The problem — The required answer is a copy of each line in the entries below that includes "fcntl".

(Available data Opens)

use std::ffi::CString;
use std::os::fd::AsRawFd;
use std::path::Path;

use nix::fcntl::{self, OFlag};
use nix::sys::stat::Mode;
use nix::unistd::{chdir, dup2, execvpe, setpgid, Pid};

use crate::cgroup::CgroupFile;
use crate::clone3::{clone3, Clone as CloneResult, CloneArgs};
use crate::collaborators::ResolvedUser;
use crate::error::Error;
use crate::executor::{CancelToken, Environment, Options};
use crate::shim;

/// Environment variables purged from the inherited set before launch.
const PURGED_VARS: &[&str] = &["LS_COLORS", "XAUTHORITY", "DISPLAY", "COLORTERM", "MAIL"];

/// Assembles the argv, environment, and clone attributes for the process
/// that becomes the task's process-group leader, and spawns it.
///
/// Argv layout (§4.6): `[nsenter …--]? unshare …-- <self> <shim-subcommand>
/// <defaults-bool> <path-spec>… -- <command> <args>…`.
pub(crate) struct LaunchPlan<'a> {
    pub options: &'a Options,
    pub environment: &'a Environment,
    pub resolved_user: &'a ResolvedUser,
    pub self_binary: &'a Path,
}

impl<'a> LaunchPlan<'a> {
    fn argv(&self) -> Vec<String> {
        let mut argv = Vec::new();
        if !self.environment.netns_path.is_empty() {
            argv.push("nsenter".to_owned());
            argv.push("--no-fork".to_owned());
            argv.push(format!("--net={}", self.environment.netns_path));
            argv.push("--".to_owned());
        }
        argv.push("unshare".to_owned());
        argv.push("--ipc".to_owned());
        argv.push("--pid".to_owned());
        argv.push("--mount-proc".to_owned());
        argv.push("--fork".to_owned());
        argv.push("--kill-child=SIGKILL".to_owned());
        argv.push("--setuid".to_owned());
        argv.push(self.resolved_user.uid.to_string());
        argv.push("--setgid".to_owned());
        argv.push(self.resolved_user.gid.to_string());
        argv.push("--".to_owned());
        argv.push(self.self_binary.display().to_string());
        argv.push(shim::SUBCOMMAND.to_owned());
        argv.push(self.options.grant_defaults.to_string());
        argv.extend(self.options.access_specs.iter().map(|spec| spec.to_arg()));
        argv.push("--".to_owned());
        argv.push(self.options.command.clone());
        argv.extend(self.options.arguments.iter().cloned());
        argv
    }

    /// Builds the flattened `NAME=VALUE` / bare-name environment list (§3).
    fn envp(&self) -> Vec<String> {
        let mut vars = self.environment.env_vars.clone();
        for purged in PURGED_VARS {
            vars.remove(*purged);
        }
        vars.insert("USER".to_owned(), self.environment.user.clone());
        vars.insert(
            "HOME".to_owned(),
            self.resolved_user.home.display().to_string(),
        );
        let tmpdir = self
            .environment
            .task_dir
            .parent()
            .map(|parent| parent.join("tmp"))
            .unwrap_or_else(|| self.environment.task_dir.join("tmp"));
        vars.insert("TMPDIR".to_owned(), tmpdir.display().to_string());
        vars.into_iter()
            .map(|(name, value)| {
                if value.is_empty() {
                    name
                } else {
                    format!("{name}={value}")
                }
            })
            .collect()
    }

    /// Clones directly into `cgroup` and execs the argv chain. Returns the
    /// pid of the process-group leader — stable across every subsequent
    /// `execve` the chain performs, since `execve` never changes the pid.
    #[tracing::instrument(level = "info", skip_all, fields(command = %self.options.command))]
    pub fn spawn(&self, cgroup: &CgroupFile, cancel: &CancelToken) -> Result<Pid, Error> {
        let argv = self.argv();
        let envp = self.envp();
        let task_dir = self.environment.task_dir.clone();
        let stdout = self.environment.stdout.as_ref().map(|fd| fd.as_raw_fd());
        let stderr = self.environment.stderr.as_ref().map(|fd| fd.as_raw_fd());

        let cgroup_handle = cgroup.open_handle()?;
        let mut clone_args = CloneArgs::default();
        clone_args.flag_into_cgroup(&cgroup_handle);

        // Safety: `clone3` is called with a single-threaded contract on the
        // caller's side for the child branch below — no heap allocation is
        // strictly async-signal-safe here, but the window between clone and
        // exec is short and failure-tolerant (every call below is allowed to
        // fail silently and fall through to `_exit`).
        let result = unsafe { clone3(&clone_args) }.map_err(|source| Error::Spawn { source });
        drop(cgroup_handle);

        match result? {
            CloneResult::Child => {
                if let Ok(devnull) = fcntl::open("/dev/null", OFlag::O_RDWR, Mode::empty()) {
                    let _ = dup2(devnull, 0);
                }
                if let Some(fd) = stdout {
                    let _ = dup2(fd, 1);
                }
                if let Some(fd) = stderr {
                    let _ = dup2(fd, 2);
                }
                let _ = chdir(&task_dir);
                tracing::debug!(argv = ?argv, "execing launcher chain");
                exec_chain(&argv, &envp);
                unsafe { nix::libc::_exit(127) }
            }
            CloneResult::Parent(child) => {
                setpgid(child, child).map_err(|source| Error::Spawn { source })?;
                if cancel.is_cancelled() {
                    tracing::info!(pid = child.as_raw(), "start cancelled, killing clone");
                    let _ = nix::sys::signal::killpg(child, nix::sys::signal::Signal::SIGKILL);
                    return Err(Error::Spawn {
                        source: nix::errno::Errno::from_i32(nix::libc::ECANCELED),
                    });
                }
                tracing::info!(pid = child.as_raw(), "cloned into cgroup");
                Ok(child)
            }
        }
    }
}

/// `execvpe`s into the first argv token (resolved against `PATH`, exactly
/// like `nsenter`/`unshare` are normally invoked from a shell). Never
/// returns on success; leaves the caller to `_exit` on failure.
fn exec_chain(argv: &[String], envp: &[String]) {
    let Ok(filename) = CString::new(argv[0].as_bytes()) else {
        return;
    };
    let argv_c: Vec<CString> = argv
        .iter()
        .filter_map(|a| CString::new(a.as_bytes()).ok())
        .collect();
    let envp_c: Vec<CString> = envp
        .iter()
        .filter_map(|e| CString::new(e.as_bytes()).ok())
        .collect();
    if let Err(source) = execvpe(&filename, &argv_c, &envp_c) {
        tracing::warn!(program = argv[0], %source, "execve failed in launcher chain");
    }
}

(Available data Closes)

Expected answer —
use nix::fcntl::{self, OFlag};
                if let Ok(devnull) = fcntl::open("/dev/null", OFlag::O_RDWR, Mode::empty()) {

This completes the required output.